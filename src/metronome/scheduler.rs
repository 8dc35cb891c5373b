use std::sync::Arc;
use std::thread::{self, JoinHandle};

use anyhow::{Context, Result};
use crossbeam_channel::{bounded, select, Receiver, Sender};

use super::{Metronome, MetronomeState};
use crate::command::{RenderCommand, RenderSender};
use crate::player::{ClipTag, Completion};
use crate::sync::SynchronizedCell;

/// Control messages for the scheduler thread.
enum SchedulerMsg {
    Start,
    Stop,
    SetBpm(f64),
}

/// Owns the scheduling-notification thread.
///
/// The thread serializes everything that can move the metronome chain:
/// control messages from the engine and completion notices from the
/// render callback. One completion produces at most one reschedule, so
/// there are no concurrent reschedule races. The thread holds only
/// channel ends and shared cells — no reference back into the graph —
/// and exits as soon as either channel disconnects, so no tick can fire
/// into a torn-down engine.
pub struct MetronomeScheduler {
    tx: Option<Sender<SchedulerMsg>>,
    handle: Option<JoinHandle<()>>,
}

impl MetronomeScheduler {
    pub fn spawn(
        metronome: Metronome,
        bpm: Arc<SynchronizedCell<f64>>,
        render_position: Arc<SynchronizedCell<Option<u64>>>,
        render_tx: RenderSender,
        completions: Receiver<Completion>,
    ) -> Result<Self> {
        let (tx, rx) = bounded(16);
        let handle = thread::Builder::new()
            .name("metronome-scheduler".into())
            .spawn(move || run(metronome, bpm, render_position, render_tx, rx, completions))
            .context("failed to spawn metronome scheduler thread")?;
        Ok(Self {
            tx: Some(tx),
            handle: Some(handle),
        })
    }

    /// Reset the clock to zero and schedule the first tick.
    pub fn start(&self) {
        self.send(SchedulerMsg::Start);
    }

    /// Stop the chain and clear any pending tick.
    pub fn stop(&self) {
        self.send(SchedulerMsg::Stop);
    }

    /// Tempo change: stop current playback and restart on the new grid.
    pub fn set_bpm(&self, bpm: f64) {
        self.send(SchedulerMsg::SetBpm(bpm));
    }

    fn send(&self, msg: SchedulerMsg) {
        if let Some(tx) = &self.tx {
            let _ = tx.send(msg);
        }
    }
}

impl Drop for MetronomeScheduler {
    fn drop(&mut self) {
        // Closing the control channel ends the thread's select loop.
        self.tx.take();
        if let Some(handle) = self.handle.take() {
            let _ = handle.join();
        }
    }
}

fn run(
    mut metronome: Metronome,
    bpm: Arc<SynchronizedCell<f64>>,
    render_position: Arc<SynchronizedCell<Option<u64>>>,
    render_tx: RenderSender,
    control: Receiver<SchedulerMsg>,
    completions: Receiver<Completion>,
) {
    loop {
        select! {
            recv(control) -> msg => match msg {
                Ok(SchedulerMsg::Start) => restart(&mut metronome, &render_tx),
                Ok(SchedulerMsg::SetBpm(new_bpm)) => {
                    bpm.set(new_bpm);
                    // Abrupt re-quantization to the new tempo's grid,
                    // starting at sample zero of a fresh timeline.
                    restart(&mut metronome, &render_tx);
                }
                Ok(SchedulerMsg::Stop) => {
                    metronome.stop();
                    render_tx.send(RenderCommand::ResetTickPlayer);
                }
                Err(_) => break,
            },
            recv(completions) -> msg => match msg {
                Ok(Completion { tag: ClipTag::Tick }) => {
                    if metronome.state() == MetronomeState::Stopped {
                        // Late completion from a chain that was stopped.
                        continue;
                    }
                    match metronome.on_tick_complete(render_position.get(), bpm.get()) {
                        Some(sched) => {
                            render_tx.send(RenderCommand::ScheduleTick { start: sched.start });
                        }
                        None => {
                            // Non-fatal: the metronome falls silent until
                            // an explicit restart.
                            eprintln!(
                                "Warning: render time unavailable, tick reschedule skipped"
                            );
                        }
                    }
                }
                Ok(Completion { tag: ClipTag::Recording }) => {
                    println!("Finished playing recording");
                }
                Err(_) => break,
            },
        }
    }
}

fn restart(metronome: &mut Metronome, render_tx: &RenderSender) {
    render_tx.send(RenderCommand::ResetTickPlayer);
    let sched = metronome.start();
    render_tx.send(RenderCommand::ScheduleTick { start: sched.start });
}

#[cfg(test)]
mod tests {
    use super::*;
    use crate::command::{RenderBus, RenderReceiver};
    use std::time::{Duration, Instant};

    fn recv_within(rx: &RenderReceiver, timeout: Duration) -> Option<RenderCommand> {
        let deadline = Instant::now() + timeout;
        while Instant::now() < deadline {
            if let Some(cmd) = rx.try_recv() {
                return Some(cmd);
            }
            thread::sleep(Duration::from_millis(1));
        }
        None
    }

    struct Fixture {
        scheduler: MetronomeScheduler,
        render_rx: RenderReceiver,
        completions_tx: Sender<Completion>,
        render_position: Arc<SynchronizedCell<Option<u64>>>,
    }

    fn fixture(bpm: f64) -> Fixture {
        let bus = RenderBus::new();
        let render_rx = bus.receiver();
        let (completions_tx, completions_rx) = bounded(16);
        let render_position = Arc::new(SynchronizedCell::new(None));
        let scheduler = MetronomeScheduler::spawn(
            Metronome::new(44100.0, 44100.0),
            Arc::new(SynchronizedCell::new(bpm)),
            render_position.clone(),
            bus.sender(),
            completions_rx,
        )
        .unwrap();
        Fixture {
            scheduler,
            render_rx,
            completions_tx,
            render_position,
        }
    }

    const WAIT: Duration = Duration::from_secs(1);

    #[test]
    fn start_resets_player_and_schedules_first_tick() {
        let f = fixture(120.0);
        f.scheduler.start();
        assert!(matches!(
            recv_within(&f.render_rx, WAIT),
            Some(RenderCommand::ResetTickPlayer)
        ));
        assert!(matches!(
            recv_within(&f.render_rx, WAIT),
            Some(RenderCommand::ScheduleTick { start: 0 })
        ));
    }

    #[test]
    fn completion_schedules_next_tick() {
        let f = fixture(120.0);
        f.scheduler.start();
        recv_within(&f.render_rx, WAIT); // reset
        recv_within(&f.render_rx, WAIT); // tick at 0

        f.render_position.set(Some(1500));
        f.completions_tx
            .send(Completion { tag: ClipTag::Tick })
            .unwrap();
        assert!(matches!(
            recv_within(&f.render_rx, WAIT),
            Some(RenderCommand::ScheduleTick { start: 22050 })
        ));
    }

    #[test]
    fn completion_without_render_time_is_skipped() {
        let f = fixture(120.0);
        f.scheduler.start();
        recv_within(&f.render_rx, WAIT);
        recv_within(&f.render_rx, WAIT);

        // render position never published
        f.completions_tx
            .send(Completion { tag: ClipTag::Tick })
            .unwrap();
        assert!(recv_within(&f.render_rx, Duration::from_millis(100)).is_none());
    }

    #[test]
    fn stop_silences_late_completions() {
        let f = fixture(120.0);
        f.scheduler.start();
        recv_within(&f.render_rx, WAIT);
        recv_within(&f.render_rx, WAIT);

        f.scheduler.stop();
        assert!(matches!(
            recv_within(&f.render_rx, WAIT),
            Some(RenderCommand::ResetTickPlayer)
        ));

        f.render_position.set(Some(9000));
        f.completions_tx
            .send(Completion { tag: ClipTag::Tick })
            .unwrap();
        assert!(recv_within(&f.render_rx, Duration::from_millis(100)).is_none());
    }
}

+===+

**Exercise objective:** Using the records above, select and copy every line that has the word "RenderCommand".

**Task solution:**
use crate::command::{RenderCommand, RenderSender};
                    render_tx.send(RenderCommand::ResetTickPlayer);
                            render_tx.send(RenderCommand::ScheduleTick { start: sched.start });
    render_tx.send(RenderCommand::ResetTickPlayer);
    render_tx.send(RenderCommand::ScheduleTick { start: sched.start });
    fn recv_within(rx: &RenderReceiver, timeout: Duration) -> Option<RenderCommand> {
            Some(RenderCommand::ResetTickPlayer)
            Some(RenderCommand::ScheduleTick { start: 0 })
            Some(RenderCommand::ScheduleTick { start: 22050 })
            Some(RenderCommand::ResetTickPlayer)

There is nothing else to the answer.